NABsys and the Investment of Public Dollars


Kate Nagle reports on GoLocalProv about another public investment gone wrong:

The closing of Nabsys, first reported by GoLocalProv, is likely to cost the state’s Slater Fund about $1 million and may have an impact on the Rhode Island pension fund.

Nabsys, LLC received over $40 million —  including millions in investment and loans from both Rhode Island’s Slater Fund and Governor Gina Raimondo’s venture fund Point Judith in multiple rounds.  Nabsys closed after it failed to find a merger partner or acquirer say sources.

Businesses open and close.  That’s how the marketplace works.  If Raimondo’s private investment firm wants to take the risk of investing, so be it.  NABsys’s connection through Raimondo to the pension fund or the Slater Fund merits a closer look, but doesn’t appear to be nailed down, quite yet.

One question that comes to mind, nonetheless:  Would it really be a “success” if a company backed by some investment through a publicly funded fund managed to merge itself out of existence or find an acquirer?  I’m sure financial wizards would be able to explain how this all benefits the state, but most Rhode Islanders, it’s fair to say, see public investment in economic development and technology as intended to grow the economy and create jobs.

Of course, if the founders of a private company can make a big profit through a merger or acquisition, their financial backers will profit, too, which can be a wonderful thing, but these sorts of money-making ventures shouldn’t be an activity of government.

  • Winter Solstice

    VC investments, like other alternative investments are risky, volatile and opaque which makes them inappropriate choices for already underfunded public pensions.

  • Mike

    I was just reading up on this story.
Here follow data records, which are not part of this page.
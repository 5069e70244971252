//! External process collaborators
//!
//! The archive tool expands a definition library into a directory tree that
//! can be committed, and collapses such a tree back into a library. The
//! package release command publishes a released repository. Both block until
//! the process exits; a non-zero exit is fatal.

use std::path::Path;
use std::process::Command;

use crate::config::ManagerConfig;
use crate::{Error, Result};

/// Expands and collapses definition libraries.
pub trait ArchiveTool: Send + Sync {
    /// Expand the library `src` into the directory `dest`.
    fn expand(&self, src: &Path, dest: &Path) -> Result<()>;

    /// Collapse the directory `src` into the library `dest`.
    fn collapse(&self, src: &Path, dest: &Path) -> Result<()>;
}

/// The `hotl` command line archive tool.
#[derive(Debug, Clone)]
pub struct Hotl {
    program: String,
    apprentice: bool,
}

impl Hotl {
    pub fn new(program: impl Into<String>, apprentice: bool) -> Self {
        Self {
            program: program.into(),
            apprentice,
        }
    }

    pub fn from_config(config: &ManagerConfig) -> Self {
        Self::new(config.archive_tool.clone(), config.apprentice)
    }

    fn expand_flag(&self) -> &'static str {
        if self.apprentice { "-x" } else { "-tp" }
    }

    fn collapse_flag(&self) -> &'static str {
        if self.apprentice { "-c" } else { "-l" }
    }
}

impl ArchiveTool for Hotl {
    fn expand(&self, src: &Path, dest: &Path) -> Result<()> {
        tracing::debug!(src = %src.display(), dest = %dest.display(), "Expanding definition");
        let mut cmd = Command::new(&self.program);
        cmd.arg(self.expand_flag()).arg(dest).arg(src);
        run(&self.program, cmd).map(|_| ())
    }

    fn collapse(&self, src: &Path, dest: &Path) -> Result<()> {
        tracing::debug!(src = %src.display(), dest = %dest.display(), "Collapsing definition");
        let mut cmd = Command::new(&self.program);
        cmd.arg(self.collapse_flag()).arg(src).arg(dest);
        run(&self.program, cmd).map(|_| ())
    }
}

/// Package release command line.
#[derive(Debug, Clone, PartialEq, Eq)]
pub struct ReleaseCommand {
    program: String,
    args: Vec<String>,
}

impl ReleaseCommand {
    /// Parse a whitespace separated command line.
    pub fn parse(command_line: &str) -> Result<Self> {
        let mut parts = command_line.split_whitespace().map(str::to_string);
        let program = parts
            .next()
            .ok_or_else(|| Error::configuration("package release command is empty"))?;
        Ok(Self {
            program,
            args: parts.collect(),
        })
    }

    pub fn program(&self) -> &str {
        &self.program
    }

    pub fn args(&self) -> &[String] {
        &self.args
    }

    /// Run the command in `working_dir`, returning its stdout.
    pub fn run(&self, working_dir: &Path) -> Result<String> {
        tracing::info!(program = %self.program, cwd = %working_dir.display(), "Running package release");
        let mut cmd = Command::new(&self.program);
        cmd.current_dir(working_dir).args(&self.args);
        run(&self.program, cmd)
    }
}

/// Run a command to completion, turning a non-zero exit into
/// [`Error::ToolFailed`] with the captured stderr.
fn run(tool: &str, mut cmd: Command) -> Result<String> {
    let output = cmd.output().map_err(|e| Error::ToolFailed {
        tool: tool.to_string(),
        code: -1,
        stderr: e.to_string(),
    })?;

    if output.status.success() {
        Ok(String::from_utf8_lossy(&output.stdout).to_string())
    } else {
        let stderr = String::from_utf8_lossy(&output.stderr).to_string();
        let code = output.status.code().unwrap_or(-1);
        Err(Error::ToolFailed {
            tool: tool.to_string(),
            code,
            stderr,
        })
    }
}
ConvergenceRI has a good article on it:,1793

    I found this part intersting on how government’s involvement in creting business creates conflicts of interest:

    “Raimondo might now find herself in a vulnerable position, open to questions, given the close relationship she had with Nabsys and its founder, Dr. Barrett Bready.

    Nabsys, a company in which Raimondo’s Point Judith Capital firm had invested, was featured in a campaign ad for Raimondo touting her job creation skills during her successful 2014 campaign, which included interior shots of Raimondo visiting the company.
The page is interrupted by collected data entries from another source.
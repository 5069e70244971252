//! Error types for node-core

use std::path::PathBuf;

use crate::plugin::PluginRole;

/// Result type for node-core operations
pub type Result<T> = std::result::Result<T, Error>;

/// Errors that can occur in node-core operations
///
/// Every variant is fatal to the operation that raised it. A user cancelling
/// a dialog is not an error; see [`crate::EditOutcome`] and
/// [`crate::ReleaseOutcome`].
#[derive(Debug, thiserror::Error)]
pub enum Error {
    /// Setup mistake in configuration or repository layout
    #[error("Configuration error: {message}")]
    Configuration { message: String },

    /// A configured plugin name is not registered
    #[error("No {role} plugin named '{name}' is registered")]
    PluginNotFound { role: PluginRole, name: String },

    /// Version increment flags were absent or ambiguous
    #[error("Invalid version increment: {message}")]
    InvalidBump { message: String },

    /// Discovery returned no repositories
    #[error("No node repositories found")]
    NoRepositories,

    /// An external tool exited with a non-zero status
    #[error("{tool} failed with exit code {code}: {stderr}")]
    ToolFailed {
        tool: String,
        code: i32,
        stderr: String,
    },

    /// An external step reported success but its output is missing
    #[error("Expected release artifact is missing: {path}")]
    MissingArtifact { path: PathBuf },

    /// Every release version candidate was already taken
    #[error("Failed to generate a free release version after {attempts} attempts (last tried {last})")]
    VersionExhausted { attempts: usize, last: String },

    /// A version string could not be parsed
    #[error("Invalid version: '{version}'")]
    InvalidVersion { version: String },

    /// No node type is registered under the lookup key
    #[error("Node type not found: {key}")]
    NodeTypeNotFound { key: String },

    /// The node type exists but no version entry matches the definition file
    #[error("No version of {key} is loaded from {path}")]
    VersionNotFound { key: String, path: String },

    /// No repository matches a path or name
    #[error("Repository not found for {target}")]
    RepositoryNotFound { target: String },

    /// A repository's load path does not exist
    #[error("Couldn't load from {path}")]
    LoadPathMissing { path: PathBuf },

    /// The node does not carry a digital asset definition
    #[error("{node} is not a digital asset")]
    NotADigitalAsset { node: String },

    /// Discarding a definition that a repository owns
    #[error("Refusing to discard {path}: it belongs to repository '{repo}'")]
    DiscardManaged { path: String, repo: String },

    /// A menu callback ran before the session was initialised
    #[error("Node Manager has not been initialised")]
    NotInitialised,

    /// The session lock was poisoned by a panicking holder
    #[error("Node Manager session is unusable after a panic")]
    SessionPoisoned,

    /// The background initialisation thread panicked
    #[error("Background initialisation panicked")]
    WorkerPanicked,

    /// Failure reported by the host application
    #[error("Host error: {message}")]
    Host { message: String },

    // Transparent wrappers for underlying crate errors
    /// Filesystem error from node-fs
    #[error(transparent)]
    Fs(#[from] node_fs::Error),

    /// Git error from node-git
    #[error(transparent)]
    Git(#[from] node_git::Error),

    /// Standard I/O error
    #[error(transparent)]
    Io(#[from] std::io::Error),

    /// JSON serialization/deserialization error
    #[error(transparent)]
    Json(#[from] serde_json::Error),
}

impl Error {
    pub fn configuration(message: impl Into<String>) -> Self {
        Self::Configuration {
            message: message.into(),
        }
    }

    pub fn host(message: impl Into<String>) -> Self {
        Self::Host {
            message: message.into(),
        }
    }
}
    In January of this year, one week after Raimondo’s inauguration, Bready, in turn, hosted a $1,000-a-person fundraiser for Raimondo at his East Side residence.

    And Bready was the only member of the commission responsible for future development of the former Route 195 land who was reappointed by Raimondo.

    Bready’s current role on the commission, particularly in deciding on potential future investments, such as the proposed Wexford life sciences development that abuts the Nabsys building, could raise issues regarding conflict of interest.”